*** Opening Entries provided ***

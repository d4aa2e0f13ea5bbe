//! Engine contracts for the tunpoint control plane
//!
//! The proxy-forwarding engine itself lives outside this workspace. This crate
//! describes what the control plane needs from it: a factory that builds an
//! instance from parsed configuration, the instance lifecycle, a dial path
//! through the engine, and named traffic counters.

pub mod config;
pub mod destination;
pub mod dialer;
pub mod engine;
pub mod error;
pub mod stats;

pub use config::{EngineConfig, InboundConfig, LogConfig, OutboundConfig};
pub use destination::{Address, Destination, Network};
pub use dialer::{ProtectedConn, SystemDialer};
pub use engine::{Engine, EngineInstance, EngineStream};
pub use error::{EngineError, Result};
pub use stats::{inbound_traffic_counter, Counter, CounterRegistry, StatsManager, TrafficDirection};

*** Closing Entries provided ***
*** Opening Entries provided ***

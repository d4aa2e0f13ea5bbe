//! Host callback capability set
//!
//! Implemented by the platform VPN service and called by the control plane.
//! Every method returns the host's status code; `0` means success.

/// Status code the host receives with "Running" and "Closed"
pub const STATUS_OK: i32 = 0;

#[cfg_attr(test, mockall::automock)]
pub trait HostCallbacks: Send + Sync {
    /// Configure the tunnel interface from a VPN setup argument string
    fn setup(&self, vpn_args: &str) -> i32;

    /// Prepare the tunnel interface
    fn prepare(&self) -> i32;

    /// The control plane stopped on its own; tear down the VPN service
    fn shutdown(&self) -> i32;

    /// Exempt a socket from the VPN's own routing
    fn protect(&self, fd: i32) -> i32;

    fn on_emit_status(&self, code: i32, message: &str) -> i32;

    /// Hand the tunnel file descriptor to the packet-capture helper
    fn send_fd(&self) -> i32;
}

*** Closing Entries provided ***

Your task
Each line with the word "interface" in the records above belongs in the result; copy all of them.

Task response
    /// Configure the tunnel interface from a VPN setup argument string
    /// Prepare the tunnel interface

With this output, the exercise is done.